The most engaging AI features are often the ones most likely to harm wellbeing — they hold attention, respond emotionally, and are always available. The AI User Wellbeing Design Checklist evaluates your feature against the design practices that protect users from overuse, dependency, emotional manipulation, and unhealthy attachment.
How it works
You describe the feature and how frequently users interact with it, then tick the protective design practices you have implemented. The checklist spans five risk areas: addiction / overuse risk, parasocial relationship risk, emotional manipulation, autonomy preservation, and dependency reduction.

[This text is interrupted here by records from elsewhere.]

//! Rate limiting logic and counter storage.

mod backend;
mod counter;
mod gatekeeper;
mod key;
mod limiter;
mod policy;

pub use backend::{CounterStore, TimeoutStore};
pub use counter::MemoryStore;
pub use gatekeeper::Gatekeeper;
pub use key::{BucketKey, ClientIdentity, KeyMode, RequestIdentity};
pub use limiter::{Decision, Outcome, RateLimiter};
pub use policy::{Policy, PolicyRule, PolicySet};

The tool grades your coverage in each area and surfaces the highest-priority gaps — weighting more heavily for high-frequency features, where the stakes are greatest. The result is a wellbeing score and a prioritised list of practices to add.
What it checks
Examples of protective patterns include: natural stopping points instead of infinite engagement loops, usage-time awareness or gentle break prompts, clearly signalling the AI is not a person, avoiding manufactured urgency or guilt to retain users, making it trivial to disagree with or override the AI, surfacing human alternatives for emotionally serious topics, and steering users toward real-world resources rather than deepening reliance on the product.
Tips and notes
The two areas teams most often neglect are parasocial risk (especially for companion or always-available chat features) and dependency reduction (designing the product to need the user less over time, not more). If your feature serves children or otherwise vulnerable users, treat every area as high priority and seek expert review — a good checklist score is a strong start, not a clinical or legal sign-off. Everything runs in your browser and nothing is recorded.